Maputo (O Destaque) – O Presidente da República, Daniel Francisco Chapo, defende uma Constituição com efeitos concretos na vida dos cidadãos, sobretudo daqueles que continuam a enfrentar maiores dificuldades no acesso à justiça e ao exercício dos seus direitos.
Chapo falava esta terça-feira, em Maputo, na abertura do Seminário Internacional “Justiça Constitucional e Estado de Direito Global: Diálogo entre o Conselho Constitucional de Moçambique e a Comissão Global para o Estado de Direito da Organização Europeia de Direito Público”.

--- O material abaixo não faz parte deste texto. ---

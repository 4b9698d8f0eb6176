//! Ingestion boundary: accept an upload, persist it, and run the
//! conversion pipeline.
//!
//! The contract is all-or-nothing: a document either ends up fully
//! processed (record, page records, page images) or leaves no trace.
//! Validation happens before any record or file is created, and a
//! pipeline failure triggers a compensating deletion of everything
//! written so far.

use std::path::Path;
use std::sync::Arc;

use serde::Serialize;
use tracing::{error, info};
use uuid::Uuid;

use crate::config::ConversionConfig;
use crate::convert::FileType;
use crate::db::{document_repo, page_repo, Database};
use crate::error::IngestError;
use crate::pipeline::Pipeline;
use crate::storage::MediaStore;

/// An uploaded file, as received from the outer surface.
pub struct Upload {
    /// Original filename, including extension.
    pub filename: String,
    /// Display title. Defaults to the filename when absent.
    pub title: Option<String>,
    pub content: Vec<u8>,
}

/// A document record with its pages, in wire shape.
#[derive(Debug, Clone, Serialize)]
pub struct DocumentView {
    pub id: String,
    pub title: String,
    pub file_type: String,
    pub total_pages: u32,
    pub uploaded_at: String,
    pub pages: Vec<PageView>,
}

/// A single page record, in wire shape. `image_path` is relative to the
/// media root.
#[derive(Debug, Clone, Serialize)]
pub struct PageView {
    pub page_number: u32,
    pub image_path: String,
}

pub struct Ingestor {
    db: Database,
    store: MediaStore,
    pipeline: Pipeline,
}

impl Ingestor {
    pub fn new(config: ConversionConfig, db: Database, store: MediaStore) -> Self {
        let config = Arc::new(config);
        let pipeline = Pipeline::new(config, db.clone(), store.clone());
        Self {
            db,
            store,
            pipeline,
        }
    }

    /// Ingests an upload end to end: validate, persist the source file
    /// and document record, then process.
    ///
    /// Validation rejects the upload before anything is written. A
    /// processing failure deletes the document record (pages cascade)
    /// and sweeps any artifacts already on disk, then surfaces the
    /// pipeline error.
    pub fn ingest(&self, upload: Upload) -> Result<DocumentView, IngestError> {
        if upload.filename.is_empty() || upload.content.is_empty() {
            return Err(IngestError::MissingFile);
        }

        let extension = Path::new(&upload.filename)
            .extension()
            .and_then(|e| e.to_str())
            .ok_or_else(|| IngestError::UnsupportedFormat(upload.filename.clone()))?;
        let file_type = FileType::from_extension(extension)
            .ok_or_else(|| IngestError::UnsupportedFormat(extension.to_string()))?;

        let id = Uuid::new_v4().to_string();
        let title = upload.title.unwrap_or_else(|| upload.filename.clone());

        let source_path = self
            .store
            .store_source(&id, file_type.extension(), &upload.content)?;
        let inserted = document_repo::insert(
            &self.db,
            &document_repo::DocumentRow {
                id: id.clone(),
                title,
                file_type: file_type.as_str().to_string(),
                source_path: source_path.display().to_string(),
                total_pages: 0,
                uploaded_at: chrono::Utc::now().to_rfc3339(),
            },
        );
        if let Err(e) = inserted {
            // The source file is already on disk at this point; sweep it
            // so a failed insert leaves nothing behind.
            self.sweep_artifacts(&id);
            return Err(e.into());
        }

        match self.pipeline.process_document(&id) {
            Ok(total) => {
                info!("Ingested {} as {} ({} pages)", upload.filename, id, total);
                self.document_with_pages(&id)
            }
            Err(e) => {
                error!("Processing failed for {}, rolling back: {}", id, e);
                if let Err(rollback) = self.discard(&id) {
                    // Surface the processing failure, not the rollback's.
                    error!("Rollback for {} incomplete: {}", id, rollback);
                }
                Err(IngestError::Processing(e))
            }
        }
    }

    /// Fetches a document with its pages ordered by page number.
    pub fn document_with_pages(&self, id: &str) -> Result<DocumentView, IngestError> {
        let document = document_repo::find_by_id(&self.db, id)?
            .ok_or_else(|| IngestError::DocumentNotFound(id.to_string()))?;
        let pages = page_repo::list_for_document(&self.db, id)?;
        Ok(view_of(document, pages))
    }

    /// Lists all documents, newest upload first, each with its pages.
    pub fn list_documents(&self) -> Result<Vec<DocumentView>, IngestError> {
        let documents = document_repo::list(&self.db)?;
        let mut views = Vec::with_capacity(documents.len());
        for document in documents {
            let pages = page_repo::list_for_document(&self.db, &document.id)?;
            views.push(view_of(document, pages));
        }
        Ok(views)
    }

    /// Deletes a document, its page records (via cascade) and every
    /// artifact on disk.
    pub fn delete_document(&self, id: &str) -> Result<(), IngestError> {
        if document_repo::find_by_id(&self.db, id)?.is_none() {
            return Err(IngestError::DocumentNotFound(id.to_string()));
        }
        self.discard(id)
    }

    fn discard(&self, id: &str) -> Result<(), IngestError> {
        document_repo::delete(&self.db, id)?;
        self.store.remove_document_artifacts(id)?;
        Ok(())
    }

    fn sweep_artifacts(&self, id: &str) {
        if let Err(e) = self.store.remove_document_artifacts(id) {
            error!("Artifact sweep for {} incomplete: {}", id, e);
        }
    }
}

fn view_of(
    document: document_repo::DocumentRow,
    pages: Vec<page_repo::PageRow>,
) -> DocumentView {
    DocumentView {
        id: document.id,
        title: document.title,
        file_type: document.file_type,
        total_pages: document.total_pages,
        uploaded_at: document.uploaded_at,
        pages: pages
            .into_iter()
            .map(|p| PageView {
                page_number: p.page_number,
                image_path: p.image_path,
            })
            .collect(),
    }
}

Para o Chefe do Estado, a força da Constituição não deve ser medida apenas pela existência das suas normas, mas pela capacidade das instituições de garantir que os direitos nelas consagrados sejam efectivamente vividos pelos cidadãos.
“A Constituição no papel” deve passar a ser “Constituição na vida”, defendeu.
Na sua intervenção, Chapo estabeleceu uma relação directa entre democracia, Estado de Direito e instituições, considerando que não pode existir uma democracia sustentável sem respeito pela Constituição.
“Não existe democracia sustentável sem Estado de Direito, não existe Estado de Direito sem instituições fortes, não existem instituições verdadeiramente fortes sem respeito pela Constituição”, afirmou.
O Presidente entende ainda que a justiça constitucional vai muito além da interpretação técnica das normas jurídicas. Na sua perspectiva, deve funcionar como uma garantia dos cidadãos, protegendo os seus direitos e liberdades fundamentais e estabelecendo limites ao exercício do poder.
“Representa, em última análise, a protecção do próprio cidadão perante qualquer exercício arbitrário do poder”, sublinhou.
Chapo defendeu, igualmente, que a Constituição deve estar acima de interesses particulares ou circunstanciais e ser respeitada por governantes, governados e instituições públicas e privadas.
“Ninguém está acima da Constituição da República de Moçambique e acima da lei”, enfatizou.
Justiça mais próxima do cidadão
O Chefe do Estado chamou atenção para a necessidade de transformar os direitos constitucionais em realidade, principalmente para cidadãos pobres, populações rurais, mulheres, jovens, crianças, idosos e pessoas com deficiência*.
Para isso, defendeu tribunais mais acessíveis, céleres, imparciais e próximos das comunidades.
Na sua leitura, a confiança dos cidadãos nas instituições é igualmente indispensável para a consolidação do Estado de Direito. Chapo alertou que a aplicação desigual da lei, a corrupção impune, a morosidade dos processos e a prevalência de interesses particulares sobre o interesse público podem enfraquecer essa confiança.
“Nenhum Estado se sustenta por muito tempo quando os cidadãos deixam de confiar nas suas instituições”, advertiu.
Inteligência Artificial também entra no debate constitucional
O Presidente introduziu ainda no debate os desafios colocados pela transformação digital e pela Inteligência Artificial.
Segundo Chapo, as novas tecnologias levantam questões relacionadas com a privacidade, os direitos fundamentais, os processos eleitorais e a própria democracia, exigindo que o constitucionalismo acompanhe as transformações da sociedade.
“Precisamos de um constitucionalismo capaz de responder às questões do nosso tempo”, defendeu.
Perante magistrados, juristas, académicos e outros participantes, o Chefe do Estado apelou à redução da morosidade processual, ao reforço da integridade dos servidores públicos, à investigação dos problemas nacionais, à transparência e à prestação de contas.
Aos actores políticos e sociais, deixou também um apelo ao diálogo como mecanismo para resolver as diferenças no país.
“Façam do diálogo o instrumento privilegiado para a resolução das nossas diferenças como moçambicanos”, exortou.
Na conclusão, Chapo voltou a defender instituições fortes e responsáveis, subordinadas à Constituição e à lei, como condição para uma democracia capaz de conquistar a confiança dos cidadãos.
“A democracia precisa de instituições fortes. As instituições precisam da confiança dos cidadãos. A confiança exige integridade de quem exerce o poder público. A integridade exige responsabilidade.”
O seminário, organizado pelo Conselho Constitucional e pela Organização Europeia de Direito Público, reúne juristas, magistrados e académicos de vários países para discutir justiça constitucional, Direito Comparado e Estado de Direito Global.